(Provided information Opens)
use std::io;
use std::path::PathBuf;
use std::sync::{mpsc, Arc};
use std::thread;

use scout_core::{JobQuery, MediaType};
use scout_logging::{scout_debug, scout_info};

use crate::encode::encode_file;
use crate::gemini::{JobSearcher, ResumeAnalyzer};
use crate::{EngineEvent, EngineStopped, FailureKind, ServiceError};

enum EngineCommand {
    Analyze { path: PathBuf, media_type: MediaType },
    Search(JobQuery),
}

/// Runs remote calls on a background thread, one at a time, in submission order.
///
/// Each command produces exactly one [`EngineEvent`] on the channel given to
/// [`EngineHandle::new`]. Dropping every handle stops the thread once the
/// queue drains; dropping the event receiver stops it after the next command,
/// and later submissions fail with [`EngineStopped`].
#[derive(Clone)]
pub struct EngineHandle {
    cmd_tx: mpsc::Sender<EngineCommand>,
}

impl EngineHandle {
    pub fn new(
        analyzer: Arc<dyn ResumeAnalyzer>,
        searcher: Arc<dyn JobSearcher>,
        event_tx: mpsc::Sender<EngineEvent>,
    ) -> io::Result<Self> {
        let runtime = tokio::runtime::Builder::new_current_thread()
            .enable_all()
            .build()?;
        let (cmd_tx, cmd_rx) = mpsc::channel::<EngineCommand>();

        thread::Builder::new()
            .name("scout-engine".to_string())
            .spawn(move || {
                while let Ok(command) = cmd_rx.recv() {
                    let event = runtime.block_on(handle_command(
                        analyzer.as_ref(),
                        searcher.as_ref(),
                        command,
                    ));
                    if event_tx.send(event).is_err() {
                        break;
                    }
                }
                scout_debug!("Engine thread exiting");
            })?;

        Ok(Self { cmd_tx })
    }

    pub fn analyze(&self, path: PathBuf, media_type: MediaType) -> Result<(), EngineStopped> {
        self.submit(EngineCommand::Analyze { path, media_type })
    }

    pub fn search(&self, query: JobQuery) -> Result<(), EngineStopped> {
        self.submit(EngineCommand::Search(query))
    }

    fn submit(&self, command: EngineCommand) -> Result<(), EngineStopped> {
        self.cmd_tx.send(command).map_err(|_| EngineStopped)
    }
}

async fn handle_command(
    analyzer: &dyn ResumeAnalyzer,
    searcher: &dyn JobSearcher,
    command: EngineCommand,
) -> EngineEvent {
    match command {
        EngineCommand::Analyze { path, media_type } => {
            scout_info!("Encoding resume {:?} as {}", path, media_type.mime());
            let result = match encode_file(&path, media_type).await {
                Ok(attachment) => analyzer.analyze(&attachment).await,
                Err(err) => Err(ServiceError::new(FailureKind::Encoding, err.to_string())),
            };
            EngineEvent::AnalysisFinished(result)
        }
        EngineCommand::Search(query) => EngineEvent::SearchFinished(searcher.search(&query).await),
    }
}
//! Maps one line of terminal input to a wizard message.

use std::path::PathBuf;

use scout_core::{AppStep, AppViewModel, Msg, ProfileField, SourceView};

pub const UNKNOWN_COMMAND: &str = "Unknown command. Type `help` for options.";

#[derive(Debug, Clone, PartialEq, Eq)]
pub enum Command {
    Dispatch(Msg),
    Quit,
    Help,
    /// Nothing to do, e.g. a blank line or input while a call is running.
    Ignored,
    Invalid(String),
}

pub fn parse(line: &str, view: &AppViewModel) -> Command {
    let line = line.trim();
    if line.is_empty() {
        return Command::Ignored;
    }
    let (verb, rest) = match line.split_once(char::is_whitespace) {
        Some((verb, rest)) => (verb.to_ascii_lowercase(), rest.trim()),
        None => (line.to_ascii_lowercase(), ""),
    };

    match verb.as_str() {
        "quit" | "exit" => return Command::Quit,
        "help" | "?" => return Command::Help,
        _ => {}
    }

    match view.step {
        AppStep::Upload => match verb.as_str() {
            "upload" if !rest.is_empty() => resume(rest),
            "saved" => Command::Dispatch(Msg::ShowSavedJobs),
            "theme" => Command::Dispatch(Msg::ThemeToggled),
            _ => resume(line),
        },
        AppStep::Analyzing | AppStep::Searching => Command::Ignored,
        AppStep::ConfirmDetails => match verb.as_str() {
            "title" => edit(ProfileField::JobName, rest),
            "experience" => edit(ProfileField::ExperienceYears, rest),
            "skills" => edit(ProfileField::Skills, rest),
            "certs" | "certifications" => edit(ProfileField::Certifications, rest),
            "location" => Command::Dispatch(Msg::LocationChanged(rest.to_string())),
            "interests" => Command::Dispatch(Msg::InterestsChanged(rest.to_string())),
            "search" => Command::Dispatch(Msg::PreferencesSubmitted),
            "saved" => Command::Dispatch(Msg::ShowSavedJobs),
            "theme" => Command::Dispatch(Msg::ThemeToggled),
            _ => Command::Invalid(UNKNOWN_COMMAND.to_string()),
        },
        AppStep::Results => {
            let sources = view
                .results
                .as_ref()
                .map(|results| results.sources.as_slice())
                .unwrap_or_default();
            match verb.as_str() {
                "save" => pick(sources, rest, |source| Msg::ToggleSaved(source.source.clone())),
                "open" => pick(sources, rest, |source| Msg::OpenLink(source.source.uri.clone())),
                "reset" | "new" => Command::Dispatch(Msg::ResetClicked),
                "saved" => Command::Dispatch(Msg::ShowSavedJobs),
                "theme" => Command::Dispatch(Msg::ThemeToggled),
                _ => Command::Invalid(UNKNOWN_COMMAND.to_string()),
            }
        }
        AppStep::SavedJobs => match verb.as_str() {
            "unsave" => pick(&view.saved, rest, |source| {
                Msg::ToggleSaved(source.source.clone())
            }),
            "open" => pick(&view.saved, rest, |source| {
                Msg::OpenLink(source.source.uri.clone())
            }),
            "back" => Command::Dispatch(Msg::BackClicked),
            "theme" => Command::Dispatch(Msg::ThemeToggled),
            _ => Command::Invalid(UNKNOWN_COMMAND.to_string()),
        },
        AppStep::Error => match verb.as_str() {
            "retry" | "reset" => Command::Dispatch(Msg::ResetClicked),
            _ => Command::Invalid(UNKNOWN_COMMAND.to_string()),
        },
    }
}

/// Commands accepted in `step`, for `help`.
pub fn usage(step: AppStep) -> &'static str {
    match step {
        AppStep::Upload => "<path> | upload <path> | saved | theme | quit",
        AppStep::Analyzing | AppStep::Searching => "please wait... | quit",
        AppStep::ConfirmDetails => {
            "title|experience|skills|certs <value> | location <value> | interests <value> | search | saved | theme | quit"
        }
        AppStep::Results => "save <n> | open <n> | reset | saved | theme | quit",
        AppStep::SavedJobs => "unsave <n> | open <n> | back | theme | quit",
        AppStep::Error => "retry | quit",
    }
}

fn resume(raw: &str) -> Command {
    let path = raw.trim_matches(|c| c == '"' || c == '\'');
    Command::Dispatch(Msg::ResumeSelected(PathBuf::from(path)))
}

fn edit(field: ProfileField, value: &str) -> Command {
    Command::Dispatch(Msg::ProfileEdited {
        field,
        value: value.to_string(),
    })
}

/// Resolves a 1-based listing number.
fn pick(sources: &[SourceView], raw: &str, to_msg: impl Fn(&SourceView) -> Msg) -> Command {
    let Ok(number) = raw.parse::<usize>() else {
        return Command::Invalid("Give the listing number, e.g. `open 2`.".to_string());
    };
    match number.checked_sub(1).and_then(|index| sources.get(index)) {
        Some(source) => Command::Dispatch(to_msg(source)),
        None => Command::Invalid(format!("No listing numbered {number}.")),
    }
}
use std::fmt;
use std::sync::Arc;
use std::time::Duration;

use reqwest::header::CONTENT_TYPE;
use scout_core::{JobQuery, ParsedResumeData, SearchResult};
use scout_logging::{scout_debug, scout_info};
use serde::Deserialize;

use crate::encode::EncodedAttachment;
use crate::prompts::{analysis_schema, search_prompt, ANALYSIS_INSTRUCTIONS};
use crate::wire::{
    ApiErrorEnvelope, GenerateRequest, GenerateResponse, GenerationConfig, GoogleSearch,
    InlineData, RequestContent, RequestPart, Tool,
};
use crate::{FailureKind, ServiceError};

pub const DEFAULT_BASE_URL: &str = "https://generativelanguage.googleapis.com";
pub const DEFAULT_MODEL: &str = "gemini-2.5-flash";
/// Result text used when the search answer carries no text at all.
pub const NO_RESULTS_TEXT: &str = "No results found.";

const API_KEY_HEADER: &str = "x-goog-api-key";

#[async_trait::async_trait]
pub trait ResumeAnalyzer: Send + Sync {
    async fn analyze(&self, attachment: &EncodedAttachment)
        -> Result<ParsedResumeData, ServiceError>;
}

#[async_trait::async_trait]
pub trait JobSearcher: Send + Sync {
    async fn search(&self, query: &JobQuery) -> Result<SearchResult, ServiceError>;
}

#[derive(Clone)]
pub struct GeminiSettings {
    pub base_url: String,
    pub model: String,
    pub api_key: String,
    pub connect_timeout: Duration,
    /// `None` lets a hung call wait forever.
    pub request_timeout: Option<Duration>,
}

impl GeminiSettings {
    pub fn new(api_key: impl Into<String>) -> Self {
        Self {
            base_url: DEFAULT_BASE_URL.to_string(),
            model: DEFAULT_MODEL.to_string(),
            api_key: api_key.into(),
            connect_timeout: Duration::from_secs(10),
            request_timeout: Some(Duration::from_secs(120)),
        }
    }
}

impl fmt::Debug for GeminiSettings {
    fn fmt(&self, f: &mut fmt::Formatter<'_>) -> fmt::Result {
        f.debug_struct("GeminiSettings")
            .field("base_url", &self.base_url)
            .field("model", &self.model)
            .field("api_key", &"<redacted>")
            .field("connect_timeout", &self.connect_timeout)
            .field("request_timeout", &self.request_timeout)
            .finish()
    }
}

type Clock = Arc<dyn Fn() -> String + Send + Sync>;

/// Both remote calls, one `generateContent` request each, no retry.
#[derive(Clone)]
pub struct GeminiClient {
    http: reqwest::Client,
    settings: GeminiSettings,
    today: Option<Clock>,
}

impl GeminiClient {
    pub fn new(settings: GeminiSettings) -> Result<Self, ServiceError> {
        let mut builder = reqwest::Client::builder().connect_timeout(settings.connect_timeout);
        if let Some(timeout) = settings.request_timeout {
            builder = builder.timeout(timeout);
        }
        let http = builder
            .build()
            .map_err(|err| ServiceError::new(FailureKind::Network, err.to_string()))?;

        Ok(Self {
            http,
            settings,
            today: None,
        })
    }

    /// Supplies the current date for the search prompt's freshness directive.
    pub fn with_today(mut self, today: impl Fn() -> String + Send + Sync + 'static) -> Self {
        self.today = Some(Arc::new(today));
        self
    }

    fn endpoint(&self) -> String {
        format!(
            "{}/v1beta/models/{}:generateContent",
            self.settings.base_url.trim_end_matches('/'),
            self.settings.model
        )
    }

    async fn generate(
        &self,
        request: &GenerateRequest<'_>,
    ) -> Result<GenerateResponse, ServiceError> {
        let body = serde_json::to_vec(request)
            .map_err(|err| ServiceError::new(FailureKind::InvalidRequest, err.to_string()))?;

        let response = self
            .http
            .post(self.endpoint())
            .header(API_KEY_HEADER, &self.settings.api_key)
            .header(CONTENT_TYPE, "application/json")
            .body(body)
            .send()
            .await?;

        let status = response.status();
        let text = response.text().await?;
        if !status.is_success() {
            let message = serde_json::from_str::<ApiErrorEnvelope>(&text)
                .map(|envelope| envelope.error.message)
                .unwrap_or(text);
            return Err(ServiceError::new(
                FailureKind::HttpStatus(status.as_u16()),
                message,
            ));
        }

        serde_json::from_str(&text)
            .map_err(|err| ServiceError::new(FailureKind::MalformedResponse, err.to_string()))
    }
}

/// The analysis JSON exactly as declared in the output schema.
#[derive(Debug, Deserialize)]
#[serde(rename_all = "camelCase")]
struct AnalysisPayload {
    job_name: String,
    experience_years: String,
    skills: String,
    certifications: String,
    ats_score: f64,
    ats_recommendations: Vec<String>,
}

impl AnalysisPayload {
    fn into_resume(self) -> Result<ParsedResumeData, ServiceError> {
        if !self.ats_score.is_finite() || !(0.0..=100.0).contains(&self.ats_score) {
            return Err(ServiceError::new(
                FailureKind::SchemaViolation,
                format!("atsScore {} outside 0..=100", self.ats_score),
            ));
        }
        Ok(ParsedResumeData {
            job_name: self.job_name,
            experience_years: self.experience_years,
            skills: self.skills,
            certifications: self.certifications,
            ats_score: Some(self.ats_score.round() as u8),
            ats_recommendations: self.ats_recommendations,
        })
    }
}

#[async_trait::async_trait]
impl ResumeAnalyzer for GeminiClient {
    async fn analyze(
        &self,
        attachment: &EncodedAttachment,
    ) -> Result<ParsedResumeData, ServiceError> {
        let request = GenerateRequest {
            contents: vec![RequestContent::user(vec![
                RequestPart::Inline {
                    inline_data: InlineData {
                        mime_type: attachment.media_type.mime(),
                        data: &attachment.data,
                    },
                },
                RequestPart::Text {
                    text: ANALYSIS_INSTRUCTIONS,
                },
            ])],
            generation_config: Some(GenerationConfig {
                response_mime_type: "application/json",
                response_schema: analysis_schema(),
            }),
            tools: Vec::new(),
        };

        scout_info!(
            "Analyzing resume mime={} encoded_len={}",
            attachment.media_type.mime(),
            attachment.data.len()
        );
        let response = self.generate(&request).await?;
        let text = response
            .text()
            .filter(|text| !text.trim().is_empty())
            .ok_or_else(|| ServiceError::new(FailureKind::EmptyResponse, "no analysis text"))?;

        let payload: AnalysisPayload = serde_json::from_str(&text)
            .map_err(|err| ServiceError::new(FailureKind::SchemaViolation, err.to_string()))?;
        payload.into_resume()
    }
}

#[async_trait::async_trait]
impl JobSearcher for GeminiClient {
    async fn search(&self, query: &JobQuery) -> Result<SearchResult, ServiceError> {
        let today = self.today.as_ref().map(|today| today());
        let prompt = search_prompt(query, today.as_deref());
        let request = GenerateRequest {
            contents: vec![RequestContent::user(vec![RequestPart::Text { text: &prompt }])],
            generation_config: None,
            tools: vec![Tool {
                google_search: GoogleSearch {},
            }],
        };

        scout_info!(
            "Searching jobs location={:?} interests={:?}",
            query.location,
            query.interests
        );
        let response = self.generate(&request).await?;
        let sources = response.sources();
        let text = response
            .text()
            .filter(|text| !text.trim().is_empty())
            .unwrap_or_else(|| NO_RESULTS_TEXT.to_string());
        scout_debug!(
            "Search answered text_len={} sources={}",
            text.len(),
            sources.len()
        );

        Ok(SearchResult { text, sources })
    }
}
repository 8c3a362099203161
use std::path::PathBuf;

use clap::Parser;

mod platform;

/// Turn a resume into a grounded job search from the terminal.
#[derive(Debug, Parser)]
#[command(name = "jobscout", version, about)]
pub struct Cli {
    /// RON configuration file. Defaults to ./jobscout.ron when present.
    #[arg(long, value_name = "PATH")]
    pub config: Option<PathBuf>,

    /// Resume to analyze right away instead of prompting for one.
    #[arg(long, value_name = "PATH")]
    pub resume: Option<PathBuf>,

    /// Directory for saved jobs, the theme and the log file.
    #[arg(long, value_name = "DIR")]
    pub data_dir: Option<PathBuf>,
}

fn main() -> anyhow::Result<()> {
    platform::run_app(Cli::parse())
}
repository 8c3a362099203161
use std::path::Path;

/// Inline notice shown when a file is neither a PDF nor a supported image.
pub const UNSUPPORTED_FILE_MESSAGE: &str = "Please upload a PDF or Image file.";

/// Resume formats accepted for analysis.
#[derive(Debug, Clone, Copy, PartialEq, Eq, Hash)]
pub enum MediaType {
    Pdf,
    Png,
    Jpeg,
    Webp,
}

impl MediaType {
    pub fn mime(self) -> &'static str {
        match self {
            MediaType::Pdf => "application/pdf",
            MediaType::Png => "image/png",
            MediaType::Jpeg => "image/jpeg",
            MediaType::Webp => "image/webp",
        }
    }

    /// Infers the type from the file extension.
    pub fn from_path(path: &Path) -> Option<Self> {
        let ext = path.extension()?.to_str()?.to_ascii_lowercase();
        match ext.as_str() {
            "pdf" => Some(MediaType::Pdf),
            "png" => Some(MediaType::Png),
            "jpg" | "jpeg" => Some(MediaType::Jpeg),
            "webp" => Some(MediaType::Webp),
            _ => None,
        }
    }
}
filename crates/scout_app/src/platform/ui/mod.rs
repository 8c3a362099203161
pub mod commands;
pub mod render;
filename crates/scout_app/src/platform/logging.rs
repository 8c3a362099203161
//! Logger setup for the `jobscout` binary.
//!
//! The terminal belongs to the wizard, so terminal logging goes to stderr and
//! the default destination is `<data_dir>/jobscout.log`.

use std::fs::{self, File};
use std::path::Path;

use log::LevelFilter;
use serde::Deserialize;
use simplelog::{
    ColorChoice, CombinedLogger, Config, ConfigBuilder, SharedLogger, TermLogger, TerminalMode,
    WriteLogger,
};

pub const LOG_FILENAME: &str = "jobscout.log";

/// Destination for log output.
#[derive(Debug, Clone, Copy, PartialEq, Eq, Default, Deserialize)]
pub enum LogDestination {
    /// Write to `jobscout.log` in the data directory.
    #[default]
    File,
    /// Write to the terminal (stderr).
    Terminal,
    /// Write to both file and terminal.
    Both,
}

/// Initialize the global logger. A second call is a no-op.
pub fn initialize(destination: LogDestination, level: LevelFilter, data_dir: &Path) {
    let config = build_config();

    let loggers: Vec<Box<dyn SharedLogger>> = match destination {
        LogDestination::File => match create_file_logger(level, config, data_dir) {
            Some(file_logger) => vec![file_logger],
            None => return,
        },
        LogDestination::Terminal => vec![terminal_logger(level, config)],
        LogDestination::Both => {
            let mut loggers = vec![terminal_logger(level, config.clone())];
            if let Some(file_logger) = create_file_logger(level, config, data_dir) {
                loggers.push(file_logger);
            }
            loggers
        }
    };

    let _ = CombinedLogger::init(loggers);
}

fn build_config() -> Config {
    ConfigBuilder::new()
        .set_time_format_rfc3339()
        .set_target_level(LevelFilter::Error)
        .build()
}

fn terminal_logger(level: LevelFilter, config: Config) -> Box<dyn SharedLogger> {
    TermLogger::new(level, config, TerminalMode::Stderr, ColorChoice::Auto)
}

fn create_file_logger(
    level: LevelFilter,
    config: Config,
    data_dir: &Path,
) -> Option<Box<dyn SharedLogger>> {
    let log_path = data_dir.join(LOG_FILENAME);
    let file = fs::create_dir_all(data_dir).and_then(|()| File::create(&log_path));
    match file {
        Ok(file) => {
            let logger: Box<dyn SharedLogger> = WriteLogger::new(level, config, file);
            Some(logger)
        }
        Err(err) => {
            eprintln!("Warning: Could not create log file at {:?}: {}", log_path, err);
            None
        }
    }
}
(Provided information Closes)
- _Exercise directions_
In these records, tally the lines that contain the string "remote", and give only the result.

- _Output of the exercise_
2